Синдром фостера-кеннеди. Синдромы корковых поражения обонятельного пути
При объемных процессах в лобной доле или прилежащих к ней оболочках формируется синдром Фостера-Кеннеди. Он описан также при оптикохиазмальном арахноидите, при заболеваниях сосудов основания мозга (склерозе, аневризме внутренней сонной артерии). Синдром Фостера-Кеннеди характеризуется снижением или полным отсутствием зрения с картиной первичной атрофии соска зрительного нерва, гипосмией на стороне очага, на противоположной стороне - застойными явлениями на глазном дне.
Dobois-Poulsen, 1952, различает три варианта этого синдрома:
1) центральная скотома с нормальным глазным дном на одном глазу, на другом - застойный сосок.
2) центральная скотома с простой атрофией на одном глазу, на другом -застойный сосок.
3) простая атрофия со слепотой на одном глазу и вторичная атрофия -на другом.
Центральная скотома при первом варианте синдрома Фостера-Кеннеди может быть объяснена особенностями кровоснабжения паппиломакулярного пучка. В отношении кровоснабжения он находится в худших условиях, чем периферия зрительного нерва, поэтому при сдавлении сосудов, питающих зрительный нерв, в первую очередь выпадает центральное зрение.
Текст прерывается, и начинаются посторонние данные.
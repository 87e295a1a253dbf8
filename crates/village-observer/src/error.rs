//! Error types for the Observer API server.
//!
//! [`ObserverError`] unifies all failure modes into a single enum that
//! can be converted into an Axum HTTP response via its
//! [`IntoResponse`](axum::response::IntoResponse) implementation.
//! Rejected commands are not errors; they are answered by the handlers
//! with `409 Conflict` and the outcome body.

use axum::http::StatusCode;
use axum::response::{IntoResponse, Response};

use village_core::session::SessionError;
use village_types::UnknownVariant;

/// Errors that can occur in the Observer API layer.
#[derive(Debug, thiserror::Error)]
pub enum ObserverError {
    /// A path segment did not name a known resource or worker.
    #[error("{0}")]
    UnknownName(#[from] UnknownVariant),

    /// A UUID could not be parsed from the request path.
    #[error("invalid UUID: {0}")]
    InvalidUuid(String),

    /// The session task is not running.
    #[error("session unavailable: {0}")]
    Session(#[from] SessionError),

    /// No state has been published yet.
    #[error("state not yet available")]
    NotReady,
}

impl IntoResponse for ObserverError {
    fn into_response(self) -> Response {
        let status = match &self {
            Self::UnknownName(_) | Self::InvalidUuid(_) => StatusCode::BAD_REQUEST,
            Self::Session(_) | Self::NotReady => StatusCode::SERVICE_UNAVAILABLE,
        };

        let body = serde_json::json!({
            "error": self.to_string(),
            "status": status.as_u16(),
        });

        (status, axum::Json(body)).into_response()
    }
}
Возникновение синдрома Фостера-Кеннеди объясняется следующим: вначале сдавлению подвергается зрительный нерв, что приводит к развитию атрофии соска зрительного нерва на стороне компрессии, в дальнейшем при развитии внутричерепной гипертензии эта атрофия препятствует возникновению застойных явлений на стороне очага.
Е.Ж. Трон, 1968, описывает так называемый "обратный синдром Фостера-Кеннеди". В этом случае застойный сосок определяется на стороне опухоли, простая же атрофия - на противоположной стороне. Данная клиника может наблюдаться при опухоли височной доли со смещением мозга и сдавлением зрительного нерва на противоположной стороне.
Локализация очага в области коркового обонятельного анализатора (гиппокампова извилина, крючок морского конька, аммонов рог) при одностороннем расположении патологического процесса обнаруживает двустороннее снижение обоняния, более выраженное на противоположной стороне.
К корковым симптомам выпадения относится нарушение способности различать запахи. Эту патологию связывают с поражением аммонова рога. Понижение и утрата способности точно узнавать и словесно обозначать (идентифицировать) запахи возникает при локализации очага в крючке морского конька. При поражении височной доли наблюдаются паросмии (вместо одного запаха больной называет другой), обонятельное последействие.
К корковым симптомам раздражения относятся обонятельные галлюцинации - восприятие несуществующих запахов. Они могут сочетаться с разнообразными сенсорно-вегетативными ощущениями, иметь выраженную эмоциональную окраску. Обонятельная галлюцинация может быть самостоятельной или служить аурой развернутого эпилептического припадка.
Сочетание обонятельных и вкусовых галлюцинаций с эпилептическими припадками характерно для поражения крючка гиппокампа и миндалевидного тела (унцинатные припадки).
При совместном поражении основания височной доли и диэнцефальной области возможна обонятельная гиперпатия, когда даже приятный запах воспринимается с неприятным, болезненным, плохо локализованным ощущением, выраженной аффективной реакцией. При поражении височно-теменной области наблюдается обонятельная аллоэстезия с нарушением локализации обонятельных ощущений.
Снижение обоняния описано при поражении черепных нервов. Так, при невралгиях ветвей тройничного нерва обоняние страдает за счет выпадения тригеминального тактильного компонента восприятия запахов. Больной с данной патологией плохо ощущает запах ментола, уксусной кислоты, нашатырного спирта. При поражении промежуточного нерва снижение обоняния может быть обусловлено нарушением секреции слизи слизистой оболочкой обонятельной области или снижением вкусового восприятия запахов. В последнем случае нарушается восприятие хлороформа. Гипосмия может иметь место и при парезе крыльев (крыла) носа при периферической нейропатии лицевого нерва.